Yes, it is recommended to disable SMB 2.0 in mixed OS environments if you are experiencing issues - I don't have any specific documentation to hand, but I have seen Sage KBs recommending this, for example.

So as long as you have Win 7 clients connecting to an XP machine then I would disable SMB 2.0 on any Win7 boxes.

Also, I wouldn't concern yourself too much with the percentage network utilisation figure - troubleshoot based on your application performance.
Great, thanks a lot for your help. I'm going to review with the customer later, and potentially roll out to the other two machines (currently still at 100Mb to preserve some stability). I'll keep you posted.
Why did you disable flow control ? In such a configuration, I would enable it.
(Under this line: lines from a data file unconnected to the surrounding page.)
//! Idempotent virtual network management.
//!
//! Machines need their networks defined, autostarted, and active before the
//! domain starts. Restarting an existing machine hits the
//! already-defined-and-active path, which must not error.

use crate::hypervisor::{Hypervisor, HypervisorError};

/// Ensures the named network exists, is flagged for autostart, and is
/// active.
///
/// Looks the network up by name; defines it from `xml` only when absent.
/// Autostart is set on every call. An already-active network is left alone.
///
/// # Errors
///
/// Returns [`HypervisorError`] when defining, flagging, or activating the
/// network fails.
pub fn ensure<H: Hypervisor>(
    hypervisor: &H,
    name: &str,
    xml: &str,
) -> Result<(), HypervisorError> {
    let active = match hypervisor.network_is_active(name) {
        Ok(active) => active,
        Err(err) if err.is_not_found() => {
            tracing::info!(network = name, "defining network");
            hypervisor.define_network(xml)?;
            false
        }
        Err(err) => return Err(err),
    };

    hypervisor.set_network_autostart(name, true)?;

    if active {
        tracing::debug!(network = name, "network already active");
    } else {
        tracing::info!(network = name, "activating network");
        hypervisor.activate_network(name)?;
    }
    Ok(())
}

#[cfg(test)]
mod tests {
    use super::*;
    use crate::test_support::FakeHypervisor;
    use crate::xml;

    #[test]
    fn ensure_defines_missing_networks() {
        let fake = FakeHypervisor::new();
        ensure(&fake, "kvm-machines", &xml::private_network("kvm-machines"))
            .unwrap_or_else(|err| panic!("{err}"));

        assert!(fake
            .network_is_active("kvm-machines")
            .unwrap_or_else(|err| panic!("{err}")));
        assert!(fake.network_autostart("kvm-machines"));
    }

    #[test]
    fn ensure_is_idempotent() {
        let fake = FakeHypervisor::new();
        let rendered = xml::private_network("kvm-machines");

        ensure(&fake, "kvm-machines", &rendered).unwrap_or_else(|err| panic!("{err}"));
        let defines_after_first = fake.calls_matching("define_network");

        ensure(&fake, "kvm-machines", &rendered)
            .unwrap_or_else(|err| panic!("second ensure must not error: {err}"));

        assert_eq!(
            fake.calls_matching("define_network"),
            defines_after_first,
            "second ensure must not redefine the network"
        );
        assert!(fake
            .network_is_active("kvm-machines")
            .unwrap_or_else(|err| panic!("{err}")));
    }

    #[test]
    fn ensure_activates_inactive_networks() {
        let fake = FakeHypervisor::new();
        fake.seed_network("default", false, false);

        ensure(&fake, "default", &xml::default_network())
            .unwrap_or_else(|err| panic!("{err}"));

        assert!(fake
            .network_is_active("default")
            .unwrap_or_else(|err| panic!("{err}")));
        assert!(fake.network_autostart("default"));
        assert_eq!(
            fake.calls_matching("define_network"),
            0,
            "existing network must not be redefined"
        );
    }
}
//! Staging of the machine's boot image.
//!
//! The configured image source is cached into the machine directory before
//! first boot: HTTP(S) sources are downloaded, anything else is treated as a
//! local path and copied. A previously staged image is reused as-is.

use camino::Utf8Path;
use thiserror::Error;

/// Errors raised while staging the boot image.
#[derive(Debug, Error)]
pub enum ImageError {
    /// Raised when the image download fails.
    #[error("downloading boot image from {url}: {message}")]
    Download {
        /// Source URL.
        url: String,
        /// Underlying failure.
        message: String,
    },
    /// Raised when copying a local image fails.
    #[error("copying boot image from {origin}: {message}")]
    Copy {
        /// Source path.
        origin: String,
        /// Underlying failure.
        message: String,
    },
    /// Raised when the staged image cannot be written.
    #[error("writing boot image to {path}: {message}")]
    Write {
        /// Destination path.
        path: String,
        /// Underlying failure.
        message: String,
    },
}

/// Caches the boot image from `source` at `dest`, skipping the transfer when
/// `dest` already exists.
///
/// # Errors
///
/// Returns [`ImageError`] when the download, copy, or write fails.
pub async fn stage(source: &str, dest: &Utf8Path) -> Result<(), ImageError> {
    if dest.exists() {
        tracing::debug!(path = %dest, "boot image already staged");
        return Ok(());
    }

    if let Some(parent) = dest.parent() {
        tokio::fs::create_dir_all(parent)
            .await
            .map_err(|err| ImageError::Write {
                path: dest.to_string(),
                message: err.to_string(),
            })?;
    }

    if source.starts_with("http://") || source.starts_with("https://") {
        download(source, dest).await
    } else {
        copy_local(source, dest).await
    }
}

async fn download(url: &str, dest: &Utf8Path) -> Result<(), ImageError> {
    tracing::info!(%url, path = %dest, "downloading boot image");
    let fail = |message: String| ImageError::Download {
        url: url.to_owned(),
        message,
    };

    let response = reqwest::get(url)
        .await
        .and_then(reqwest::Response::error_for_status)
        .map_err(|err| fail(err.to_string()))?;
    let body = response.bytes().await.map_err(|err| fail(err.to_string()))?;

    tokio::fs::write(dest, &body)
        .await
        .map_err(|err| ImageError::Write {
            path: dest.to_string(),
            message: err.to_string(),
        })
}

async fn copy_local(source: &str, dest: &Utf8Path) -> Result<(), ImageError> {
    tracing::debug!(%source, path = %dest, "copying boot image");
    tokio::fs::copy(source, dest)
        .await
        .map(|_| ())
        .map_err(|err| ImageError::Copy {
            origin: source.to_owned(),
            message: err.to_string(),
        })
}
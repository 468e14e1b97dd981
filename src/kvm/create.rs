//! The multi-step create sequence.

use std::fs;
use std::os::unix::fs::PermissionsExt;

use camino::{Utf8Path, Utf8PathBuf};

use crate::hypervisor::Hypervisor;
use crate::xml::{DEFAULT_NETWORK_NAME, DEFAULT_POOL_NAME};
use crate::{bundle, image, network, xml};

use super::{KvmDriver, KvmDriverError, SshProbe};

impl<H: Hypervisor, P: SshProbe> KvmDriver<H, P> {
    /// Provisions the machine's resources, then starts it.
    ///
    /// Steps, in order: stage the boot image, ensure the default and private
    /// networks, prepare the machine directory, allocate the storage volume
    /// and inject the cert bundle at offset zero, define the domain, start.
    /// A failing step aborts the sequence; partially created resources are
    /// left for `remove` to clean up.
    pub(super) async fn run_create(&mut self) -> Result<(), KvmDriverError> {
        tracing::info!(machine = %self.config.name, "creating machine");

        image::stage(&self.config.boot_image_url, &self.config.iso_path).await?;

        network::ensure(&self.hypervisor, DEFAULT_NETWORK_NAME, &xml::default_network())
            .map_err(|err| KvmDriverError::hypervisor("ensuring default network", err))?;
        network::ensure(
            &self.hypervisor,
            &self.config.network_name,
            &xml::private_network(&self.config.network_name),
        )
        .map_err(|err| KvmDriverError::hypervisor("ensuring private network", err))?;

        self.prepare_machine_dir()?;

        self.hypervisor
            .create_volume(DEFAULT_POOL_NAME, &xml::volume(&self.config))
            .map_err(|err| KvmDriverError::hypervisor("creating storage volume", err))?;
        let payload = bundle::build(&self.config.ssh_key_path)?;
        self.hypervisor
            .upload_volume(DEFAULT_POOL_NAME, &self.config.volume_name(), &payload)
            .map_err(|err| KvmDriverError::hypervisor("writing cert bundle", err))?;

        self.hypervisor
            .define_domain(&xml::domain(&self.config))
            .map_err(|err| KvmDriverError::hypervisor("defining domain", err))?;

        tracing::debug!("finished create, starting machine");
        self.run_start().await
    }

    /// Creates the machine directory tree and repairs missing traversal
    /// bits on every ancestor so the hypervisor process, running as a
    /// different user, can reach the staged files.
    fn prepare_machine_dir(&self) -> Result<(), KvmDriverError> {
        let dir = self.config.machine_dir();
        fs::create_dir_all(&dir).map_err(|err| KvmDriverError::MachineDir {
            path: dir.clone(),
            message: err.to_string(),
        })?;
        repair_traversal_bits(&dir)
    }
}

fn repair_traversal_bits(start: &Utf8Path) -> Result<(), KvmDriverError> {
    let mut dir: Utf8PathBuf = start.to_owned();
    while dir.as_str() != "/" {
        let metadata = fs::metadata(&dir).map_err(|err| KvmDriverError::MachineDir {
            path: dir.clone(),
            message: err.to_string(),
        })?;
        let mut mode = metadata.permissions().mode();
        if mode & 0o001 == 0 {
            tracing::debug!(path = %dir, "setting traversal bit");
            mode |= 0o001;
            // Chmod on ancestors the invoking user does not own is expected
            // to fail; the domain will surface the real problem if access is
            // actually missing.
            if let Err(err) = fs::set_permissions(&dir, fs::Permissions::from_mode(mode)) {
                tracing::warn!(path = %dir, %err, "could not set traversal bit");
            }
        }
        match dir.parent() {
            Some(parent) => dir = parent.to_owned(),
            None => break,
        }
    }
    Ok(())
}
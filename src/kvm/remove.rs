//! Best-effort teardown.

use crate::driver::MachineState;
use crate::hypervisor::{Hypervisor, HypervisorError, ResourceKind};
use crate::xml::{DEFAULT_NETWORK_NAME, DEFAULT_POOL_NAME};

use super::{KvmDriver, KvmDriverError, SshProbe};

/// Outcome of removing one sub-resource during teardown.
#[derive(Clone, Copy, Debug, Eq, PartialEq)]
pub enum TeardownOutcome {
    /// The resource existed and was removed.
    Removed,
    /// The resource was already gone; treated as success.
    AlreadyAbsent,
    /// The resource was deliberately left in place.
    Retained,
}

/// Per-resource outcomes of a best-effort removal.
#[derive(Clone, Copy, Debug, Eq, PartialEq)]
pub struct TeardownReport {
    /// Outcome for the private network.
    pub network: TeardownOutcome,
    /// Outcome for the storage volume.
    pub volume: TeardownOutcome,
    /// Outcome for the compute domain.
    pub domain: TeardownOutcome,
}

impl<H: Hypervisor, P: SshProbe> KvmDriver<H, P> {
    /// Tears down the machine's network, volume, and domain in that order.
    ///
    /// Each sub-resource yields its own outcome; a resource that is already
    /// gone counts as removed, and only a failure on a resource that is
    /// still present aborts the teardown. The shared `default` network is
    /// never deleted since other machines may use it.
    pub(super) fn run_remove(&mut self) -> Result<TeardownReport, KvmDriverError> {
        tracing::debug!(machine = %self.config.name, "removing machine resources");
        let network = self.remove_network()?;
        let volume = self.remove_volume()?;
        let domain = self.remove_domain()?;
        self.runtime.ip_address = None;
        tracing::info!(?network, ?volume, ?domain, "teardown finished");
        Ok(TeardownReport {
            network,
            volume,
            domain,
        })
    }

    fn remove_network(&self) -> Result<TeardownOutcome, KvmDriverError> {
        let name = &self.config.network_name;
        if name == DEFAULT_NETWORK_NAME {
            tracing::debug!("leaving shared default network in place");
            return Ok(TeardownOutcome::Retained);
        }
        match self.hypervisor.network_is_active(name) {
            Err(err) if err.is_not_found() => return Ok(TeardownOutcome::AlreadyAbsent),
            Err(err) => return Err(KvmDriverError::teardown(ResourceKind::Network, err)),
            Ok(true) => {
                self.hypervisor
                    .destroy_network(name)
                    .map_err(|err| KvmDriverError::teardown(ResourceKind::Network, err))?;
            }
            Ok(false) => {}
        }
        finish(
            self.hypervisor.undefine_network(name),
            ResourceKind::Network,
        )
    }

    fn remove_volume(&self) -> Result<TeardownOutcome, KvmDriverError> {
        // A missing pool means the volume cannot exist either; both lookups
        // report absence rather than failure.
        finish(
            self.hypervisor
                .delete_volume(DEFAULT_POOL_NAME, &self.config.volume_name()),
            ResourceKind::StorageVolume,
        )
    }

    fn remove_domain(&self) -> Result<TeardownOutcome, KvmDriverError> {
        let name = &self.config.name;
        match self.hypervisor.domain_power_state(name) {
            Err(err) if err.is_not_found() => return Ok(TeardownOutcome::AlreadyAbsent),
            Err(err) => return Err(KvmDriverError::teardown(ResourceKind::Domain, err)),
            Ok(power) => {
                let state = MachineState::from(power);
                if !matches!(state, MachineState::Stopped | MachineState::Undefined) {
                    self.hypervisor
                        .destroy_domain(name)
                        .map_err(|err| KvmDriverError::teardown(ResourceKind::Domain, err))?;
                }
            }
        }
        finish(self.hypervisor.undefine_domain(name), ResourceKind::Domain)
    }
}

fn finish(
    result: Result<(), HypervisorError>,
    kind: ResourceKind,
) -> Result<TeardownOutcome, KvmDriverError> {
    match result {
        Ok(()) => Ok(TeardownOutcome::Removed),
        Err(err) if err.is_not_found() => Ok(TeardownOutcome::AlreadyAbsent),
        Err(err) => Err(KvmDriverError::teardown(kind, err)),
    }
}
//! Configuration loading via `ortho-config`.

use camino::{Utf8Path, Utf8PathBuf};
use ortho_config::OrthoConfig;
use serde::Deserialize;
use thiserror::Error;

use crate::driver::{MachineConfig, MachineConfigError};

/// Boot image published for fresh machines.
pub const DEFAULT_BOOT_IMAGE_URL: &str =
    "https://storage.googleapis.com/minikube/iso/minikube-v0.18.0.iso";

/// Private network new machines join unless configured otherwise.
pub const DEFAULT_PRIVATE_NETWORK: &str = "kvm-machines";

/// Driver defaults derived from environment variables, configuration files,
/// and CLI flags.
#[derive(Clone, Debug, Deserialize, OrthoConfig, PartialEq, Eq)]
#[ortho_config(prefix = "KVM_MACHINE")]
pub struct DriverConfig {
    /// Source of the boot image staged into new machine directories.
    #[ortho_config(default = DEFAULT_BOOT_IMAGE_URL.to_owned())]
    pub boot_image_url: String,
    /// Virtual CPU count for new machines.
    #[ortho_config(default = 1)]
    pub cpu_count: u32,
    /// Memory size in megabytes for new machines.
    #[ortho_config(default = 2048)]
    pub memory_mb: u32,
    /// Disk size in megabytes for new machines.
    #[ortho_config(default = 20_000)]
    pub disk_size_mb: u64,
    /// Private network shared by this host's machines.
    #[ortho_config(default = DEFAULT_PRIVATE_NETWORK.to_owned())]
    pub network_name: String,
    /// Disk cache mode passed through to the domain definition.
    #[ortho_config(default = "threads".to_owned())]
    pub cache_mode: String,
    /// Hypervisor management endpoint.
    #[ortho_config(default = "qemu:///system".to_owned())]
    pub libvirt_uri: String,
    /// Store root; falls back to `~/.kvm-machine` when unset.
    pub store_path: Option<Utf8PathBuf>,
}

/// Metadata for a configuration field, used to generate actionable error
/// messages.
struct FieldMetadata {
    description: &'static str,
    env_var: &'static str,
    toml_key: &'static str,
}

impl FieldMetadata {
    const fn new(
        description: &'static str,
        env_var: &'static str,
        toml_key: &'static str,
    ) -> Self {
        Self {
            description,
            env_var,
            toml_key,
        }
    }
}

impl DriverConfig {
    fn require_field(value: &str, metadata: &FieldMetadata) -> Result<(), ConfigError> {
        if value.trim().is_empty() {
            return Err(ConfigError::MissingField(format!(
                "missing {}: set {} or add {} to kvm-machine.toml",
                metadata.description, metadata.env_var, metadata.toml_key
            )));
        }
        Ok(())
    }

    fn require_nonzero(value: u64, metadata: &FieldMetadata) -> Result<(), ConfigError> {
        if value == 0 {
            return Err(ConfigError::InvalidField(format!(
                "{} must be greater than zero: set {} or {} in kvm-machine.toml",
                metadata.description, metadata.env_var, metadata.toml_key
            )));
        }
        Ok(())
    }

    /// Loads configuration using the `ortho-config` derive. Values merge
    /// defaults, configuration files, environment variables, and CLI flags
    /// in that order of precedence.
    ///
    /// # Errors
    ///
    /// Returns [`ConfigError::Parse`] when the loader fails to merge
    /// sources.
    pub fn load_from_sources() -> Result<Self, ConfigError> {
        Self::load().map_err(|err| ConfigError::Parse(err.to_string()))
    }

    /// Loads configuration without attempting to parse CLI arguments.
    /// Values still merge defaults, configuration files, and environment
    /// variables.
    ///
    /// # Errors
    ///
    /// Returns [`ConfigError::Parse`] when the merge fails.
    pub fn load_without_cli_args() -> Result<Self, ConfigError> {
        Self::load_from_iter([std::ffi::OsString::from("kvm-machine")])
            .map_err(|err| ConfigError::Parse(err.to_string()))
    }

    /// Resolves the store root: an explicit override wins, then the
    /// configured path, then `~/.kvm-machine`.
    ///
    /// # Errors
    ///
    /// Returns [`ConfigError::MissingField`] when no path is configured and
    /// `HOME` is unset.
    pub fn store_root(&self, explicit: Option<Utf8PathBuf>) -> Result<Utf8PathBuf, ConfigError> {
        if let Some(path) = explicit {
            return Ok(path);
        }
        if let Some(path) = &self.store_path {
            return Ok(path.clone());
        }
        std::env::var("HOME")
            .map(|home| Utf8PathBuf::from(home).join(".kvm-machine"))
            .map_err(|_| {
                ConfigError::MissingField(String::from(
                    "missing store path: set KVM_MACHINE_STORE_PATH or store_path in kvm-machine.toml",
                ))
            })
    }

    /// Builds a [`MachineConfig`] for `name` under `store_root` using the
    /// configured defaults.
    ///
    /// # Errors
    ///
    /// Returns [`ConfigError`] when validation fails.
    pub fn as_machine_config(
        &self,
        name: &str,
        store_root: &Utf8Path,
    ) -> Result<MachineConfig, ConfigError> {
        self.validate()?;
        MachineConfig::builder()
            .name(name)
            .store_path(store_root)
            .boot_image_url(&self.boot_image_url)
            .cpu_count(self.cpu_count)
            .memory_mb(self.memory_mb)
            .disk_size_mb(self.disk_size_mb)
            .network_name(&self.network_name)
            .cache_mode(&self.cache_mode)
            .build()
            .map_err(ConfigError::from)
    }

    /// Performs semantic validation on required fields. Error messages
    /// include guidance on how to provide missing values via environment
    /// variables or the configuration file.
    ///
    /// # Errors
    ///
    /// Returns [`ConfigError`] when a required field is empty or zero.
    pub fn validate(&self) -> Result<(), ConfigError> {
        Self::require_field(
            &self.boot_image_url,
            &FieldMetadata::new(
                "boot image source",
                "KVM_MACHINE_BOOT_IMAGE_URL",
                "boot_image_url",
            ),
        )?;
        Self::require_field(
            &self.network_name,
            &FieldMetadata::new(
                "private network name",
                "KVM_MACHINE_NETWORK_NAME",
                "network_name",
            ),
        )?;
        Self::require_field(
            &self.cache_mode,
            &FieldMetadata::new("disk cache mode", "KVM_MACHINE_CACHE_MODE", "cache_mode"),
        )?;
        Self::require_field(
            &self.libvirt_uri,
            &FieldMetadata::new("libvirt URI", "KVM_MACHINE_LIBVIRT_URI", "libvirt_uri"),
        )?;
        Self::require_nonzero(
            u64::from(self.cpu_count),
            &FieldMetadata::new("virtual CPU count", "KVM_MACHINE_CPU_COUNT", "cpu_count"),
        )?;
        Self::require_nonzero(
            u64::from(self.memory_mb),
            &FieldMetadata::new("memory size", "KVM_MACHINE_MEMORY_MB", "memory_mb"),
        )?;
        Self::require_nonzero(
            self.disk_size_mb,
            &FieldMetadata::new("disk size", "KVM_MACHINE_DISK_SIZE_MB", "disk_size_mb"),
        )?;
        Ok(())
    }
}

/// Errors raised during configuration loading and validation.
#[derive(Debug, Error, Eq, PartialEq)]
pub enum ConfigError {
    /// Indicates a required configuration field is empty or missing.
    #[error("missing configuration field: {0}")]
    MissingField(String),
    /// Indicates a configuration field holds an unusable value.
    #[error("invalid configuration field: {0}")]
    InvalidField(String),
    /// Surfaces errors from the `ortho-config` loader.
    #[error("configuration parsing failed: {0}")]
    Parse(String),
}

impl From<ortho_config::OrthoError> for ConfigError {
    fn from(value: ortho_config::OrthoError) -> Self {
        Self::Parse(value.to_string())
    }
}

impl From<MachineConfigError> for ConfigError {
    fn from(value: MachineConfigError) -> Self {
        Self::InvalidField(value.to_string())
    }
}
It would prevent the 1Gbps NICs from flooding the network at 1Gbps while the 100Mbps NICs cannot consume this flow...
Remember that you have to enable it on NICs and switches.
Also, upgrading the switches firmware is certainly a good idea.

And yes, I have seen such issues that were always resolved by... enabling flow control !
Hi Vivigatt,
Flow control is enabled, both at the switch and the NICs, and the router/switch firmware are both current.
I only tested with flow control disabled as I'd seen it suggested elsewhere as a possible fix; but I undid the change after testing.
So far so good anyway; customer confirms the test box has been operating nicely with SMB2 disabled. Assuming the other two do, it's looking good.
Andy.
Looking good so far. Thanks a lot for your help all!